- Born: 26 March 1928 London, England
- Died: 11 October 2007 (aged 79) Oxford, England
- Education: Trinity Hall, Cambridge
- Known for: Description of trisomy 18 syndrome (Edwards syndrome)
- Spouse: Felicity Claire Toussaint
- Children: Four: Vanessa, Conrad, Penelope and Matthew
- Parents: Harold C. Edwards (father); Ida (mother);
- Relatives: A. W. F. Edwards (brother)
- Scientific career
- Fields: Medical genetics
- Institutions: University of Birmingham, Oxford University, Children's Hospital of Philadelphia
- Academic advisors: Lancelot Hogben

= John H. Edwards =

British geneticist (1928–2007)

John Hilton Edwards (26 March 1928 – 11 October 2007) was a British medical geneticist. Edwards reported the first description of a syndrome of multiple congenital malformations associated the presence of an extra chromosome.
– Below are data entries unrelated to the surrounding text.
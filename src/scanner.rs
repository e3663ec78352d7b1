//! Fingerprinting the aboot dump.
//!
//! Each supported platform family loads aboot at a different base, and the
//! signature-check routine opens with a distinctive 8-byte instruction
//! sequence. Finding one of those sequences in a dump pins down both the
//! family and the absolute address of the routine, which is then resolved
//! against the target catalog.

use memchr::memmem;

use crate::error::{Error, Result};

// The three known aboot load bases. Kept as plain constants so the range
// table reads the same as the catalog addresses.
pub const BASE_SAMSUNG: u32 = 0x88dfffd8;
pub const BASE_LG: u32 = 0x88efffd8;
pub const BASE_G2: u32 = 0x0f7fffd8;

/// How much of the dump is worth scanning. The check routine always sits
/// in the first megabyte.
pub const ABOOT_SCAN_LIMIT: usize = 0x100000;
/// Matches this close to the scan limit are ignored.
const SCAN_TAIL_GUARD: usize = 0x1000;

pub const SIG_LEN: usize = 8;

/// Load-base family a signature implies.
#[derive(Debug, Clone, Copy, PartialEq, Eq)]
pub enum AbootFamily {
    Samsung,
    Lg,
    LgG2,
}

impl AbootFamily {
    pub fn base(self) -> u32 {
        match self {
            AbootFamily::Samsung => BASE_SAMSUNG,
            AbootFamily::Lg => BASE_LG,
            AbootFamily::LgG2 => BASE_G2,
        }
    }

    /// Decide which family an absolute address belongs to. Ordered range
    /// table: the first entry whose upper bound exceeds the address wins.
    pub fn from_address(addr: u32) -> AbootFamily {
        const RANGES: &[(u32, AbootFamily)] = &[
            (BASE_SAMSUNG, AbootFamily::LgG2),
            (BASE_LG, AbootFamily::Samsung),
            (u32::MAX, AbootFamily::Lg),
        ];
        for &(upper, family) in RANGES {
            if addr < upper {
                return family;
            }
        }
        AbootFamily::Lg
    }
}

/// One known opening sequence of the signature-check routine.
pub struct Signature {
    pub bytes: [u8; SIG_LEN],
    pub family: AbootFamily,
}

/// Signatures in scan-priority order. They are mutually exclusive per
/// binary; order only breaks ties at identical offsets.
pub const SIGNATURES: [Signature; 5] = [
    Signature { bytes: [0xf0, 0xb5, 0x8f, 0xb0, 0x06, 0x46, 0xf0, 0xf7], family: AbootFamily::Samsung },
    Signature { bytes: [0xf0, 0xb5, 0x8f, 0xb0, 0x07, 0x46, 0xf0, 0xf7], family: AbootFamily::Samsung },
    Signature { bytes: [0x2d, 0xe9, 0xf0, 0x41, 0x86, 0xb0, 0xf1, 0xf7], family: AbootFamily::Samsung },
    Signature { bytes: [0x2d, 0xe9, 0xf0, 0x4f, 0xad, 0xf5, 0xc6, 0x6d], family: AbootFamily::Lg },
    Signature { bytes: [0x2d, 0xe9, 0xf0, 0x4f, 0xad, 0xf5, 0x21, 0x7d], family: AbootFamily::LgG2 },
];

/// A successful scan: where the signature sat in the dump and what
/// absolute address that implies.
#[derive(Debug, Clone, Copy, PartialEq, Eq)]
pub struct ScanHit {
    pub offset: usize,
    pub address: u32,
    pub family: AbootFamily,
}

/// Find the signature-check routine in an aboot dump.
///
/// Slides over at most the first `ABOOT_SCAN_LIMIT - SCAN_TAIL_GUARD`
/// bytes; the earliest match wins. Deterministic for a given dump.
pub fn scan(aboot: &[u8]) -> Result<ScanHit> {
    let end = aboot.len().min(ABOOT_SCAN_LIMIT - SCAN_TAIL_GUARD);
    let window = &aboot[..end];

    let mut best: Option<(usize, &Signature)> = None;
    for sig in &SIGNATURES {
        if let Some(pos) = memmem::find(window, &sig.bytes) {
            match best {
                Some((bpos, _)) if bpos <= pos => {}
                _ => best = Some((pos, sig)),
            }
        }
    }

    let (offset, sig) = best.ok_or(Error::PatternNotFound)?;
    let address = sig.family.base() + offset as u32;
    tracing::debug!(offset, address, family = ?sig.family, "matched aboot signature");
    Ok(ScanHit {
        offset,
        address,
        family: sig.family,
    })
}
//! loki-patcher-rs: patch and flash Loki'd boot/recovery images for a
//! fixed catalog of locked Samsung and LG bootloaders.
//!
//! The pipeline: [`scanner`] fingerprints a dump of the device's aboot
//! and derives the absolute address of its signature-check routine;
//! [`target`] resolves that address to a cataloged device; [`patch`]
//! rebuilds the boot image around the [`shellcode`] payload; [`flash`]
//! re-validates a patched image against the live aboot right before it is
//! written to a partition. [`ops`] ties the pieces to files and block
//! devices; everything below it works on in-memory byte buffers.

pub mod bootimg;
pub mod error;
pub mod flash;
pub mod ops;
pub mod patch;
pub mod report;
pub mod scanner;
pub mod shellcode;
pub mod target;

pub use error::{Error, Result};
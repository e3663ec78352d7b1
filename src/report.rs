/// Sink for the user-facing `[+]`/`[-]` status lines.
///
/// The core never prints on its own; whoever drives it (CLI, recovery UI)
/// passes a reporter in. Diagnostics that are not meant for the user go
/// through `tracing` instead.
pub trait Reporter {
    fn status(&mut self, msg: &str);
}

/// Discards everything. Handy in tests.
pub struct NullReporter;

impl Reporter for NullReporter {
    fn status(&mut self, _msg: &str) {}
}
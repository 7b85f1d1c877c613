//! orbit-stage
//!
//! A small cross-platform demo stage built on wgpu and winit. It renders one
//! fixed scene — a spinning cube, a polyline, 3D text derived from a loaded
//! font and a loaded glTF model, lit by a single point light — into a native
//! window or an HTML canvas, with trackball-style rotate/zoom/pan camera
//! controls and a continuous redraw loop.
//!
//! High-level modules
//! - `camera`: camera, projection, uniform and the trackball controller
//! - `context`: central GPU and window context that owns device/queue/pipelines
//! - `scene`: scene root, nodes, geometry, transforms and GPU upload
//! - `app`: application shell (event loop, render loop, asset adoption)
//! - `pipelines`: the lit mesh pipeline, the line pipeline and the light uniform
//! - `resources`: asset I/O plus the font and glTF loaders
//! - `demo`: the fixed demo scene and its per-frame update
//!

pub mod app;
pub mod camera;
pub mod context;
pub mod demo;
pub mod pipelines;
pub mod resources;
pub mod scene;

// Re-exports commonly used types for convenience in downstream code.
pub use cgmath::*;
pub use winit::dpi::PhysicalPosition;
pub use winit::event::DeviceEvent;
pub use winit::event::WindowEvent;
pub use wgpu::*;
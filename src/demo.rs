//! The fixed demo scene: a spinning green cube, a blue polyline and a white
//! point light from startup, plus 3D text and a glTF model spliced in when
//! their loads resolve. Everything here is configuration; the machinery
//! lives in the other modules.

use cgmath::{Rad, Vector3};
use fontdue::Font;

use crate::{
    app::{AssetLoad, StageSetup},
    resources::font::text_geometry,
    scene::{
        Geometry, Material, NodeId, PointLight, Primitive, SceneNode, SceneRoot, Transform, rgb,
        rgb_clear_colour,
    },
};

/// Background grey behind the scene.
pub const BACKGROUND: u32 = 0xCCCCCC;
/// Radians added to the cube's x and y rotation every frame.
pub const SPIN_STEP: f32 = 0.01;

const CUBE_COLOR: u32 = 0x00ff00;
const CUBE_SIZE: f32 = 5.0;
const CUBE_OFFSET: (f32, f32, f32) = (-10.0, -2.0, 0.0);

const LINE_COLOR: u32 = 0x0000ff;
const LINE_POINTS: [(f32, f32, f32); 4] = [
    (-5.0, -10.0, 10.0),
    (5.0, -5.0, 5.0),
    (10.0, 0.0, 0.0),
    (-5.0, -5.0, -5.0),
];

const LIGHT_POSITION: (f32, f32, f32) = (50.0, 50.0, 50.0);
const LIGHT_INTENSITY: f32 = 5.0;
const LIGHT_RANGE: f32 = 5000.0;

pub const FONT_PATH: &str = "fonts/gentilis_bold.ttf";
const TEXT: &str = "Example";
const TEXT_COLOR: u32 = 0xff0000;
const TEXT_SIZE: f32 = 2.0;
const TEXT_DEPTH: f32 = 2.0;
const TEXT_OFFSET: (f32, f32, f32) = (-5.0, -20.0, 0.0);
const TEXT_Z_ROTATION: f32 = 1.0;

pub const MODEL_PATH: &str = "models/inspector-car/scene.gltf";
pub const MODEL_SCALE: f32 = 0.02;
pub const MODEL_X_ROTATION: f32 = 0.5;

pub fn cube_node() -> SceneNode {
    // The offset is baked into the geometry so the spin still happens about
    // the node origin.
    let geometry = Geometry::cuboid(CUBE_SIZE, CUBE_SIZE, CUBE_SIZE).translated(CUBE_OFFSET);
    let material = Material::solid("cube", rgb(CUBE_COLOR));
    SceneNode::mesh("cube", vec![Primitive { geometry, material }], Transform::new())
}

pub fn line_node() -> SceneNode {
    let points = LINE_POINTS.map(Vector3::from);
    SceneNode::line(
        "line",
        Geometry::polyline(&points),
        Material::solid("line", rgb(LINE_COLOR)),
        Transform::new(),
    )
}

pub fn light_node() -> SceneNode {
    SceneNode::light(
        "light",
        PointLight {
            color: [1.0, 1.0, 1.0],
            intensity: LIGHT_INTENSITY,
            range: LIGHT_RANGE,
        },
        LIGHT_POSITION.into(),
    )
}

/// Derives the text node once the font has loaded.
pub fn text_node(font: &Font) -> SceneNode {
    let geometry = text_geometry(font, TEXT, TEXT_SIZE, TEXT_DEPTH).translated(TEXT_OFFSET);
    let mut transform = Transform::new();
    transform.rotation.z = Rad(TEXT_Z_ROTATION);
    SceneNode::text(
        TEXT,
        geometry,
        Material::solid("text", rgb(TEXT_COLOR)),
        transform,
    )
}

/// Places the loaded model: shrunk to scene scale and tilted about x.
pub fn prepare_model(node: &mut SceneNode) {
    node.transform.scale = Vector3::new(MODEL_SCALE, MODEL_SCALE, MODEL_SCALE);
    node.transform.rotation.x = Rad(MODEL_X_ROTATION);
}

/// The synchronous part of startup: cube, line and light, in that order.
/// Returns the cube's id so the per-frame update can spin it.
pub fn build_scene() -> (SceneRoot, NodeId) {
    let mut scene = SceneRoot::new(rgb_clear_colour(BACKGROUND));
    let cube = scene.add(cube_node());
    scene.add(line_node());
    scene.add(light_node());
    (scene, cube)
}

/// The per-frame mutation: advance the cube's x and y rotation.
pub fn spin_cube(scene: &mut SceneRoot, cube: NodeId) {
    if let Some(node) = scene.get_mut(cube) {
        node.transform.rotation.x += Rad(SPIN_STEP);
        node.transform.rotation.y += Rad(SPIN_STEP);
    }
}

pub fn stage_setup() -> StageSetup {
    let (scene, cube) = build_scene();
    StageSetup {
        scene,
        update: Box::new(move |scene| spin_cube(scene, cube)),
        loads: vec![
            AssetLoad::Font {
                path: FONT_PATH.to_string(),
                build: Box::new(|font| text_node(&font)),
            },
            AssetLoad::Model {
                path: MODEL_PATH.to_string(),
                prepare: Box::new(prepare_model),
            },
        ],
    }
}
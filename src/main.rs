use orbit_stage::{app, demo};

fn main() -> anyhow::Result<()> {
    app::run(demo::stage_setup())
}
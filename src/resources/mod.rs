/**
 * This module contains all logic for loading assets from external files:
 * raw asset I/O plus the font and glTF loaders.
 */
pub mod font;
pub mod gltf;

#[cfg(target_arch = "wasm32")]
fn format_url(file_name: &str) -> reqwest::Url {
    let window = web_sys::window().unwrap();
    let location = window.location();
    let origin = location.origin().unwrap();
    let base = reqwest::Url::parse(&format!("{}/assets/", origin)).unwrap();
    base.join(file_name).unwrap()
}

pub async fn load_string(file_name: &str) -> anyhow::Result<String> {
    #[cfg(target_arch = "wasm32")]
    let txt = {
        let url = format_url(file_name);
        reqwest::get(url).await?.text().await?
    };
    #[cfg(not(target_arch = "wasm32"))]
    let txt = {
        let path = std::path::Path::new("./").join("assets").join(file_name);
        std::fs::read_to_string(path)?
    };

    Ok(txt)
}

pub async fn load_binary(file_name: &str) -> anyhow::Result<Vec<u8>> {
    #[cfg(target_arch = "wasm32")]
    let data = {
        let url = format_url(file_name);
        reqwest::get(url).await?.bytes().await?.to_vec()
    };
    #[cfg(not(target_arch = "wasm32"))]
    let data = {
        let path = std::path::Path::new("./").join("assets").join(file_name);
        std::fs::read(path)?
    };

    Ok(data)
}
The extra chromosome belonged to the E group of chromosomes which consisted of chromosomes 16, 17 and 18. The condition is now known as Edwards syndrome or trisomy 18 syndrome.

His original description incorrectly showed trisomy seventeen.

==Life and career==
Edwards was the elder son of the surgeon Harold C. Edwards, and the brother of the geneticist and statistician A. W. F. Edwards. He was educated at Uppingham School and Trinity Hall, Cambridge, where some uninspiring courses led him to take only a third in part I of the natural sciences tripos, although he did later graduate with an MB and BChir after further study at Middlesex and Central Middlesex hospitals. Early in his career, he worked under Lancelot Hogben, and was sometimes distinguished from his brother as "Hogben's Edwards".

After working for several years as a ship's surgeon and as a population geneticist, Edwards became a consultant paediatrician at hospitals in Philadelphia and Birmingham, England. At the same time, he was first a lecturer, reader and then later Professor of Human Genetics at Birmingham University, remaining in situ until 1979. From 1967 to 1968, he was Visiting Professor of Pediatrics at Cornell University and a Senior Investigator at the New York Blood Center.

In 1979, Edwards was elected to a fellowship of the Royal Society. That same year, he was made a Fellow of Keble College, Oxford, and Professor of Genetics at the University of Oxford, where he remained until his retirement in 1995.